Saez-Ballester gravity in Kantowski-Sachs Universe: a new reconstruction paradigm for Barrow Holographic Dark Energy

TL;DR

This paper reconstructs Barrow Holographic Dark Energy within Saez-Ballester scalar-tensor theory in an anisotropic Kantowski-Sachs universe, analyzing its evolution, observational consistency, and potential to explain dark energy.

Contribution

It introduces a new reconstruction of BHDE in Saez-Ballester theory considering anisotropic universe and explores both interacting and non-interacting scenarios.

Findings

Model aligns with observational data from DA and BAO.

Satisfactorily explains the universe's expansion history.

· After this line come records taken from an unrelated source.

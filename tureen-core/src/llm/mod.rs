//! LLM provider abstraction for AI recipe generation.
//!
//! Trait-based abstraction over language-model backends (local Ollama for
//! real use, a deterministic fake for tests). The rest of the core only sees
//! plain text in, plain text out.

mod fake;
mod ollama;

pub use fake::FakeProvider;
pub use ollama::OllamaProvider;

use async_trait::async_trait;
use std::fmt;
use thiserror::Error;

/// Error type for LLM operations.
#[derive(Debug, Error)]
pub enum LlmError {
    #[error("API request failed: {0}")]
    RequestFailed(String),

    #[error("API returned error: {status} - {message}")]
    ApiError { status: u16, message: String },

    #[error("Provider not configured: {0}")]
    NotConfigured(String),
}

/// Trait for LLM providers.
///
/// Implementations should be stateless and thread-safe. The provider makes
/// the API call and returns the model's raw text response.
#[async_trait]
pub trait LlmProvider: Send + Sync + fmt::Debug {
    /// Send a prompt to the LLM and get a text response.
    async fn complete(&self, prompt: &str) -> Result<String, LlmError>;

    /// Provider name (e.g., "ollama", "fake").
    fn provider_name(&self) -> &'static str;

    /// Model name (e.g., "mistral").
    fn model_name(&self) -> &str;
}

/// Build a provider from environment variables.
///
/// - `LLM_PROVIDER`: "ollama" | "fake" (default "fake")
/// - `OLLAMA_URL`: base URL of the Ollama server (default http://localhost:11434)
/// - `OLLAMA_MODEL`: model to generate with (default "mistral")
pub fn create_provider_from_env() -> Result<Box<dyn LlmProvider>, LlmError> {
    let provider = std::env::var("LLM_PROVIDER").unwrap_or_else(|_| "fake".to_string());

    match provider.as_str() {
        "fake" => Ok(Box::new(FakeProvider::with_recipe_response())),
        "ollama" => Ok(Box::new(OllamaProvider::from_env())),
        other => Err(LlmError::NotConfigured(format!(
            "Unknown provider: {}",
            other
        ))),
    }
}
//! Ollama (local LLM) provider.

use super::{LlmError, LlmProvider};
use async_trait::async_trait;
use serde::{Deserialize, Serialize};
use std::time::Duration;

const DEFAULT_BASE_URL: &str = "http://localhost:11434";
const DEFAULT_MODEL: &str = "mistral";

/// Recipe generation against a local model can be slow.
const REQUEST_TIMEOUT: Duration = Duration::from_secs(120);

/// Provider backed by a local Ollama server's non-streaming generate API.
#[derive(Debug)]
pub struct OllamaProvider {
    base_url: String,
    model: String,
    client: reqwest::Client,
}

impl OllamaProvider {
    pub fn new(base_url: String, model: String) -> Self {
        let client = reqwest::Client::builder()
            .timeout(REQUEST_TIMEOUT)
            .build()
            .unwrap_or_default();
        Self {
            base_url,
            model,
            client,
        }
    }

    /// Configure from `OLLAMA_URL` and `OLLAMA_MODEL`.
    pub fn from_env() -> Self {
        let base_url =
            std::env::var("OLLAMA_URL").unwrap_or_else(|_| DEFAULT_BASE_URL.to_string());
        let model = std::env::var("OLLAMA_MODEL").unwrap_or_else(|_| DEFAULT_MODEL.to_string());
        Self::new(base_url, model)
    }
}

/// Ollama generate API request format.
#[derive(Debug, Serialize)]
struct GenerateRequest<'a> {
    model: &'a str,
    prompt: &'a str,
    stream: bool,
    options: GenerateOptions,
}

#[derive(Debug, Serialize)]
struct GenerateOptions {
    temperature: f64,
    num_predict: u32,
}

/// Ollama generate API response format (non-streaming).
#[derive(Debug, Deserialize)]
struct GenerateResponse {
    response: String,
}

#[async_trait]
impl LlmProvider for OllamaProvider {
    async fn complete(&self, prompt: &str) -> Result<String, LlmError> {
        let request = GenerateRequest {
            model: &self.model,
            prompt,
            stream: false,
            options: GenerateOptions {
                temperature: 0.7,
                num_predict: 2048,
            },
        };

        let response = self
            .client
            .post(format!("{}/api/generate", self.base_url))
            .json(&request)
            .send()
            .await
            .map_err(|e| LlmError::RequestFailed(e.to_string()))?;

        let status = response.status();
        if !status.is_success() {
            let message = response.text().await.unwrap_or_default();
            return Err(LlmError::ApiError {
                status: status.as_u16(),
                message,
            });
        }

        let body: GenerateResponse = response
            .json()
            .await
            .map_err(|e| LlmError::RequestFailed(format!("invalid response body: {e}")))?;

        Ok(body.response)
    }

    fn provider_name(&self) -> &'static str {
        "ollama"
    }

    fn model_name(&self) -> &str {
        &self.model
    }
}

Provides insights into cosmological perturbations and growth rates.

Abstract

We reconstruct Barrow Holographic Dark Energy (BHDE) within the framework of Saez-Ballester Scalar Tensor Theory. As a specific background, we consider a homogeneous and anisotropic Kantowski-Sachs Universe filled up with BHDE and dark matter. By assuming the Hubble radius as an IR cutoff, we investigate both the cases of non-interacting and interacting dark energy scenarios. We analyze the evolutionary behavior of various model parameters, such as skewness parameter, Equation-of-State parameter, deceleration parameter, jerk parameter and squared sound speed. We also draw the trajectories of $\omega_D-\omega'_D$ phase plane and examine statefinder diagnosis. Observational consistency is discussed by inferring the current value of Hubble's parameter through the best fit curve of data points from Differential Age (DA) and Baryon Acoustic Oscillations (BAO) and commenting on cosmological perturbations and growth rate of matter fluctuations in BHDE. We show that our model satisfactorily retraces the history of the Universe, thus providing a potential candidate explanation for dark energy. Comparison with other reconstructions of BHDE is finally analyzed.